Dataset excerpts

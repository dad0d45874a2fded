//! The poll loop tying the packet device, the stack and the relays together.
//!
//! One thread, one `mio::Poll`. Each turn reads packets from the device into
//! the stack, hands outbound socket readiness to the relay that owns the
//! token, then pumps stack events until the stack is quiet and writes the
//! resulting packets back to the device.

use std::collections::HashMap;
use std::io;
use std::rc::Rc;
use std::time::{Duration, Instant};

use anyhow::{Context, Result};
use mio::{Events, Interest, Poll, Token};
use smoltcp::iface::SocketHandle;
use tracing::{debug, info, trace, warn};

use super::dispatcher::Dispatcher;
use super::router::{EventRouter, Owner, TUN_TOKEN};
use crate::config::Config;
use crate::relay::{TcpConnection, UdpFlow};
use crate::sock::{self, Ready};
use crate::stack::{Datagram, FlowKey, Stack, StackConfig, StackEvent};
use crate::tun::PacketDevice;

const EVENTS_CAPACITY: usize = 1024;
/// Upper bound on one poll wait, so idle flows are swept even when quiet.
const MAX_WAIT: Duration = Duration::from_secs(1);
const SWEEP_INTERVAL: Duration = Duration::from_secs(1);
/// 每轮最多驱动协议栈的次数
const MAX_PUMP_ROUNDS: usize = 64;

struct TcpSlot {
    relay: TcpConnection,
    token: Token,
}

struct UdpSlot {
    flow: UdpFlow,
    token: Token,
}

pub struct Runtime<D: PacketDevice> {
    poll: Poll,
    events: Events,
    device: D,
    stack: Stack,
    dispatcher: Dispatcher,
    router: EventRouter,
    tcp: HashMap<SocketHandle, TcpSlot>,
    udp: HashMap<FlowKey, UdpSlot>,
    rx_buf: Vec<u8>,
    udp_capacity: usize,
    udp_idle_timeout: Duration,
    last_sweep: Instant,
}

impl<D: PacketDevice> Runtime<D> {
    pub fn new(config: &Config, mut device: D) -> Result<Self> {
        let poll = Poll::new().context("failed to create poll")?;
        let registry = Rc::new(poll.registry().try_clone().context("failed to clone registry")?);
        poll.registry()
            .register(&mut device, TUN_TOKEN, Interest::READABLE)
            .context("failed to register packet device")?;

        let stack = Stack::new(&StackConfig {
            mtu: config.tunnel.mtu,
            ipv4: config.tunnel.ipv4,
            ipv6: config.tunnel.ipv6,
        });
        let dispatcher = Dispatcher::new(config, registry)?;

        Ok(Self {
            poll,
            events: Events::with_capacity(EVENTS_CAPACITY),
            device,
            stack,
            dispatcher,
            router: EventRouter::new(),
            tcp: HashMap::new(),
            udp: HashMap::new(),
            rx_buf: vec![0u8; config.tunnel.mtu],
            udp_capacity: config.udp.queue_capacity,
            udp_idle_timeout: Duration::from_secs(config.udp.idle_timeout),
            last_sweep: Instant::now(),
        })
    }

    pub fn run(&mut self) -> Result<()> {
        info!(
            mode = self.dispatcher.policy().proxy_mode.as_str(),
            hijack = self.dispatcher.policy().hijack.as_str(),
            "relay running"
        );
        loop {
            self.turn(None)?;
        }
    }

    /// One iteration of the loop, waiting at most `max_wait` for readiness.
    pub fn turn(&mut self, max_wait: Option<Duration>) -> Result<()> {
        let mut timeout = self.stack.poll_delay().unwrap_or(MAX_WAIT).min(MAX_WAIT);
        if let Some(max_wait) = max_wait {
            timeout = timeout.min(max_wait);
        }
        match self.poll.poll(&mut self.events, Some(timeout)) {
            Ok(()) => {}
            Err(e) if e.kind() == io::ErrorKind::Interrupted => return Ok(()),
            Err(e) => return Err(e).context("poll failed"),
        }

        let ready: Vec<(Token, Ready)> = self
            .events
            .iter()
            .map(|event| (event.token(), Ready::from_event(event)))
            .collect();
        // TUN 读入 + 出站 socket 就绪分发
        for (token, ready) in ready {
            if token == TUN_TOKEN {
                self.read_device();
            } else {
                self.on_socket_ready(token, ready);
            }
        }
        self.pump();

        // 空闲 UDP 流清理，最多每秒一次
        let now = Instant::now();
        if now.saturating_duration_since(self.last_sweep) >= SWEEP_INTERVAL {
            self.last_sweep = now;
            self.sweep_idle(now);
        }
        Ok(())
    }

    pub fn tcp_count(&self) -> usize {
        self.tcp.len()
    }

    pub fn udp_count(&self) -> usize {
        self.udp.len()
    }

    fn read_device(&mut self) {
        loop {
            match self.device.read_packet(&mut self.rx_buf) {
                Ok(0) => break,
                Ok(n) => self.stack.input(&self.rx_buf[..n]),
                Err(e) if e.kind() == io::ErrorKind::WouldBlock => break,
                Err(e) if e.kind() == io::ErrorKind::Interrupted => continue,
                Err(e) => {
                    warn!(error = %e, "packet device read failed");
                    break;
                }
            }
        }
    }

    fn write_device(&mut self) {
        while let Some(packet) = self.stack.take_packet() {
            match self.device.write_packet(&packet) {
                Ok(_) => {}
                Err(e) if e.kind() == io::ErrorKind::WouldBlock => {
                    trace!(len = packet.len(), "packet device full, dropping packet");
                }
                Err(e) => warn!(error = %e, len = packet.len(), "packet device write failed"),
            }
        }
    }

    fn on_socket_ready(&mut self, token: Token, raw: Ready) {
        match self.router.owner(token) {
            Some(Owner::Tcp(handle)) => {
                let Some(slot) = self.tcp.get_mut(&handle) else {
                    return;
                };
                let Some(socket) = slot.relay.socket_mut() else {
                    return;
                };
                let ready = sock::deliver(socket, raw);
                if ready.is_empty() {
                    return;
                }
                match self.stack.tcp_pcb(handle) {
                    Some(mut pcb) => slot.relay.on_socket_event(&mut pcb, ready),
                    None => slot.relay.on_stack_reset(),
                }
            }
            Some(Owner::Udp(key)) => {
                let Some(slot) = self.udp.get_mut(&key) else {
                    return;
                };
                let Some(socket) = slot.flow.socket_mut() else {
                    return;
                };
                let ready = sock::deliver(socket, raw);
                if !ready.is_empty() {
                    slot.flow.on_socket_event(&mut self.stack.udp_pcb(key), ready);
                }
            }
            None => trace!(token = token.0, "readiness for unknown token"),
        }
    }

    /// 驱动协议栈直到不再产生事件，然后写出数据包
    fn pump(&mut self) {
        for _ in 0..MAX_PUMP_ROUNDS {
            self.stack.poll();
            if !self.stack.has_events() {
                break;
            }
            while let Some(event) = self.stack.next_event() {
                self.on_stack_event(event);
            }
        }
        self.reap_udp();
        self.write_device();
    }

    fn on_stack_event(&mut self, event: StackEvent) {
        match event {
            StackEvent::TcpNew { handle, key } => self.on_tcp_new(handle, key),
            StackEvent::TcpData { handle, chain } => {
                if let (Some(slot), Some(mut pcb)) = (self.tcp.get_mut(&handle), self.stack.tcp_pcb(handle)) {
                    slot.relay.on_data_from_stack(&mut pcb, chain);
                }
            }
            StackEvent::TcpAcked { handle, len } => {
                if let (Some(slot), Some(mut pcb)) = (self.tcp.get_mut(&handle), self.stack.tcp_pcb(handle)) {
                    slot.relay.on_stack_acked(&mut pcb, len);
                }
            }
            StackEvent::TcpClosed { handle } => {
                if let Some(slot) = self.tcp.get_mut(&handle) {
                    slot.relay.on_stack_closed();
                }
            }
            StackEvent::TcpReset { handle } => {
                if let Some(slot) = self.tcp.get_mut(&handle) {
                    slot.relay.on_stack_reset();
                }
            }
            StackEvent::TcpReleased { handle } => {
                if let Some(slot) = self.tcp.remove(&handle) {
                    self.router.release(slot.token);
                    trace!(local = %slot.relay.local(), "tcp relay reaped");
                }
            }
            StackEvent::UdpDatagram { datagram } => self.on_udp_datagram(datagram),
        }
    }

    fn on_tcp_new(&mut self, handle: SocketHandle, key: FlowKey) {
        let Some(mut pcb) = self.stack.tcp_pcb(handle) else {
            return;
        };
        let mut relay = TcpConnection::new(key.src);
        relay.on_connection_new(&mut pcb);

        let token = self.router.allocate(Owner::Tcp(handle));
        let route = self.dispatcher.policy().select_tcp(key.dst);
        match self.dispatcher.open(route, token) {
            Ok(socket) => relay.attach(socket),
            Err(e) => {
                debug!(flow = %key, target = %route.target, error = %e, "tcp outbound failed");
                relay.on_attach_failed(&mut pcb);
            }
        }
        self.tcp.insert(handle, TcpSlot { relay, token });
    }

    fn on_udp_datagram(&mut self, datagram: Datagram) {
        let key = datagram.key();
        if !self.udp.contains_key(&key) {
            let slot = self.open_flow(key);
            self.udp.insert(key, slot);
        }
        if let Some(slot) = self.udp.get_mut(&key) {
            slot.flow.on_datagram_from_stack(&mut self.stack.udp_pcb(key), datagram);
        }
    }

    fn open_flow(&mut self, key: FlowKey) -> UdpSlot {
        let mut flow = UdpFlow::new(key, self.udp_capacity);
        let token = self.router.allocate(Owner::Udp(key));
        match self.dispatcher.policy().select_udp(key.dst) {
            Some(route) => match self.dispatcher.open(route, token) {
                Ok(socket) => {
                    flow.attach(socket);
                    flow.on_flow_ready();
                }
                Err(e) => debug!(flow = %key, target = %route.target, error = %e, "udp outbound failed"),
            },
            None => debug!(flow = %key, "no udp transport for proxy mode"),
        }
        UdpSlot { flow, token }
    }

    fn reap_udp(&mut self) {
        for key in self.stack.take_released_udp() {
            if let Some(slot) = self.udp.remove(&key) {
                self.router.release(slot.token);
            }
        }
    }

    fn sweep_idle(&mut self, now: Instant) {
        let timeout = self.udp_idle_timeout;
        let idle: Vec<FlowKey> = self
            .udp
            .iter()
            .filter(|(_, slot)| slot.flow.is_idle(now, timeout))
            .map(|(key, _)| *key)
            .collect();
        if idle.is_empty() {
            return;
        }
        for key in idle {
            if let Some(slot) = self.udp.get_mut(&key) {
                debug!(flow = %key, "udp flow idle, closing");
                slot.flow.teardown(&mut self.stack.udp_pcb(key));
            }
        }
        self.reap_udp();
    }
}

WHAT TO DO: Scan the lines above for the word "SocketHandle". Return each one that has it.

ANSWER SECTION:
use smoltcp::iface::SocketHandle;
    tcp: HashMap<SocketHandle, TcpSlot>,
    fn on_tcp_new(&mut self, handle: SocketHandle, key: FlowKey) {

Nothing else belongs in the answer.